[Task to complete] Somewhere below is a line with "floating amount labels" and, later, a line with "mod identity;"; repeat those two lines and all the lines between them, exactly as they are.

(Beginning of Exercise data)

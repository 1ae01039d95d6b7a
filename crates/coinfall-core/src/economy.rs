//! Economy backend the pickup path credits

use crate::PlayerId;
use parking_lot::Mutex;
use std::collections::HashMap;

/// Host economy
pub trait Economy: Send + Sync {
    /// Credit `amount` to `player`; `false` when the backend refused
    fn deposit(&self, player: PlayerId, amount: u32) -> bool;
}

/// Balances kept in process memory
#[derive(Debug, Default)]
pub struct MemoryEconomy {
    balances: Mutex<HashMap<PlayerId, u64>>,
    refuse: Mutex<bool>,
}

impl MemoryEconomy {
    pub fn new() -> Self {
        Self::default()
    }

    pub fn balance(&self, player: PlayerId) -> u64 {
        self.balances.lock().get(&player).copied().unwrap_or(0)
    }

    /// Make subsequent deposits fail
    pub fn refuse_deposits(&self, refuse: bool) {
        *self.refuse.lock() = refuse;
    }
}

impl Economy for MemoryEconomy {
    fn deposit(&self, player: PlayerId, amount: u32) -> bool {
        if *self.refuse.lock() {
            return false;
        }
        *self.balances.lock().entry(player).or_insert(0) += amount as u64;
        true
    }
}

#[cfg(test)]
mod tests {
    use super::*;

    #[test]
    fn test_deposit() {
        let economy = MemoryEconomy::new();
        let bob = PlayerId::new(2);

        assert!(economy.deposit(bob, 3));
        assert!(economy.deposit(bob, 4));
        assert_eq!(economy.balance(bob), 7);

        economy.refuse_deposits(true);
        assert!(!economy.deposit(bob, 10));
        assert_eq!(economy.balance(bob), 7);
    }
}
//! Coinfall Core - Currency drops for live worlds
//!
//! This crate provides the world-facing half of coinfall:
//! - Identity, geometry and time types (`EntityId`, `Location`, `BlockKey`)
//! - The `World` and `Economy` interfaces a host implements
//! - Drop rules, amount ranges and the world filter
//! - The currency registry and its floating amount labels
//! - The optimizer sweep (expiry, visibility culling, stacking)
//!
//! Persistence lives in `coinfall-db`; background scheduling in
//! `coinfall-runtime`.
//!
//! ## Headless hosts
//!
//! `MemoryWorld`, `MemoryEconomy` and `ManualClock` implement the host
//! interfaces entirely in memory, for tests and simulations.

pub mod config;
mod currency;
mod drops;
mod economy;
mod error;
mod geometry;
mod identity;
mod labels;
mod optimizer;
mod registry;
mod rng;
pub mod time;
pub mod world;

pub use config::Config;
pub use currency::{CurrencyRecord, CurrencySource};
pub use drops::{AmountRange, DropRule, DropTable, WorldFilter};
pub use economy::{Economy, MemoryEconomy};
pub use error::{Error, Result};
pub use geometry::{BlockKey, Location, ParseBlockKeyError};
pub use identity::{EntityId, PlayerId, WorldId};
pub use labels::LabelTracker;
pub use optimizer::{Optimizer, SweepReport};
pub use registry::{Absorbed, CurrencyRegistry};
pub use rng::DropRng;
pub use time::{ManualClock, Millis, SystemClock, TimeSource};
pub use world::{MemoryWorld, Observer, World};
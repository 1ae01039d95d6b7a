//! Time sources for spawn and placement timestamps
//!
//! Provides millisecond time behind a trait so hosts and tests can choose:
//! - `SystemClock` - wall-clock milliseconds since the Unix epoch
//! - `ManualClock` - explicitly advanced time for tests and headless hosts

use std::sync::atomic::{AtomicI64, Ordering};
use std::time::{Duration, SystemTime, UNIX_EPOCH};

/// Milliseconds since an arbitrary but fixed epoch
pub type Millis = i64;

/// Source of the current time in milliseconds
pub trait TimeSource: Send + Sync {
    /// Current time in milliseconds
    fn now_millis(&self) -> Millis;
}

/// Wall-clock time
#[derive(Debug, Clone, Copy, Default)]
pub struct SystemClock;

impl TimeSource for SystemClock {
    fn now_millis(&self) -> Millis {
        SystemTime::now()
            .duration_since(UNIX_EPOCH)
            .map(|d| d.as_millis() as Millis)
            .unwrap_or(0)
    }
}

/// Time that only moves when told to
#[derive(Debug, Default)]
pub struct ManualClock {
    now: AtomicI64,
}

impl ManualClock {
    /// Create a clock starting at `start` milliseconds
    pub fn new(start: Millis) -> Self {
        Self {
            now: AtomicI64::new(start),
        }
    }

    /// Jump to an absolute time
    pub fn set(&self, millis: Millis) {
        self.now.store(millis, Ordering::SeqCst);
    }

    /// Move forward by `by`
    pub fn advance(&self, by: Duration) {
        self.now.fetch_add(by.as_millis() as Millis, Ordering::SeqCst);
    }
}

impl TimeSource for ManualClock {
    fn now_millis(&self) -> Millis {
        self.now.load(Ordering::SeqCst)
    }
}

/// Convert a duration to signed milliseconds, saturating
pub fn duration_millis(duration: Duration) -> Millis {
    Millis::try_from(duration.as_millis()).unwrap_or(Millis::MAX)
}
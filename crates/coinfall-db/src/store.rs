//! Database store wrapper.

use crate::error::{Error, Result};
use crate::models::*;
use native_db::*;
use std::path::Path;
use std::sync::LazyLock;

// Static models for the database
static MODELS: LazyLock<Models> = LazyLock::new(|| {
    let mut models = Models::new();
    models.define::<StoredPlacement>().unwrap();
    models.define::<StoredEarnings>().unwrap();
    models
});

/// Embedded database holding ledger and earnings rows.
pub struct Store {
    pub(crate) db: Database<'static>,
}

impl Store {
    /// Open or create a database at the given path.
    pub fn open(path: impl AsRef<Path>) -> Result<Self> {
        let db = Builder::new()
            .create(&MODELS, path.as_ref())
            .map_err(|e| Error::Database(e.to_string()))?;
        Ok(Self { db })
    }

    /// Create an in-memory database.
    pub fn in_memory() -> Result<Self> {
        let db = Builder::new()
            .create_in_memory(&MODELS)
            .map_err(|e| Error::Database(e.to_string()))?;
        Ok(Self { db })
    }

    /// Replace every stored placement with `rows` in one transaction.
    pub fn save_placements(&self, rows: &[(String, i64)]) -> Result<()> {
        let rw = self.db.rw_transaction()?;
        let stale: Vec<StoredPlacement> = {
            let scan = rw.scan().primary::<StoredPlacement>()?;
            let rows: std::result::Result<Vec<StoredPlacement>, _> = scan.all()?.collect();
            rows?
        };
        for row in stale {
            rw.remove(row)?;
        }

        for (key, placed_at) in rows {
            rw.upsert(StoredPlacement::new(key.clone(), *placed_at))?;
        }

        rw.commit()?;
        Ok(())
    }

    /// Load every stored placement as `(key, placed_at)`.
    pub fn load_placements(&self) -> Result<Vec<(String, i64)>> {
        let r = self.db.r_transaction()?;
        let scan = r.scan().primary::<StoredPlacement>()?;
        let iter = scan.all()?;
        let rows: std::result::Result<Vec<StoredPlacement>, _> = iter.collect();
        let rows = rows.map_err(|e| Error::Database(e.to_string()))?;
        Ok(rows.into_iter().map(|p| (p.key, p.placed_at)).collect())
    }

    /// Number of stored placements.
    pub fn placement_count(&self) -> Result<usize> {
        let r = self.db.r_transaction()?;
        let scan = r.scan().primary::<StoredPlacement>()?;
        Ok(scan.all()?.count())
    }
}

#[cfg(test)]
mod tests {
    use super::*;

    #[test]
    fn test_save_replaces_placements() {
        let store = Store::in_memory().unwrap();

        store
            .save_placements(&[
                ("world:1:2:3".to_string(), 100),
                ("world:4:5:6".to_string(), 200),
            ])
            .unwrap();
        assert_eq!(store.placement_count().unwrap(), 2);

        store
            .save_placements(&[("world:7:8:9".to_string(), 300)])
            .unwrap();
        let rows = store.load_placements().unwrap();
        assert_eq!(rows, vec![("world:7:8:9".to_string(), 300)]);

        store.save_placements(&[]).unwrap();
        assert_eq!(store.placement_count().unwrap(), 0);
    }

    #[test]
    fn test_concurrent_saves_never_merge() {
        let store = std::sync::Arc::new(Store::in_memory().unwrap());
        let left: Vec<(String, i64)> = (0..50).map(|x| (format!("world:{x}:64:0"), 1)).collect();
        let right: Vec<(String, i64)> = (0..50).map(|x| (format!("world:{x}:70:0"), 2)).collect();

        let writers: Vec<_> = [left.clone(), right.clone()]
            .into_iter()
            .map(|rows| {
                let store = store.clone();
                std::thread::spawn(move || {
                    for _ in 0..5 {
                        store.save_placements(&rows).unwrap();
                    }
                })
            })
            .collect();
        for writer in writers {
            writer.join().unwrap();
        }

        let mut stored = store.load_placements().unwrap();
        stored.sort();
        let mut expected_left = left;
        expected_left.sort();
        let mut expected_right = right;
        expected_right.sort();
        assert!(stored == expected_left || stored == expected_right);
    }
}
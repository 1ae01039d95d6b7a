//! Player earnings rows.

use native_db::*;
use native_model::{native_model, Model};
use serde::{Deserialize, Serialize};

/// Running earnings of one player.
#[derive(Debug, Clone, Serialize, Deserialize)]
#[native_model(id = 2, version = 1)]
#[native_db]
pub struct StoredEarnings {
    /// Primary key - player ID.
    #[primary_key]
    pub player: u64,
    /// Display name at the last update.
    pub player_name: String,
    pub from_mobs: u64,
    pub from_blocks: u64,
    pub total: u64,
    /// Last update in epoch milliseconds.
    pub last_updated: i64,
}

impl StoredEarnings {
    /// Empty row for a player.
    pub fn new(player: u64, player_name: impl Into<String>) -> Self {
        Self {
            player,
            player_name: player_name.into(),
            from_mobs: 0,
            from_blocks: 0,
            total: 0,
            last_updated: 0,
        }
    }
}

(End of Exercise data)

[Your response]
//! - The currency registry and its floating amount labels
//! - The optimizer sweep (expiry, visibility culling, stacking)
//!
//! Persistence lives in `coinfall-db`; background scheduling in
//! `coinfall-runtime`.
//!
//! ## Headless hosts
//!
//! `MemoryWorld`, `MemoryEconomy` and `ManualClock` implement the host
//! interfaces entirely in memory, for tests and simulations.

pub mod config;
mod currency;
mod drops;
mod economy;
mod error;
mod geometry;
mod identity;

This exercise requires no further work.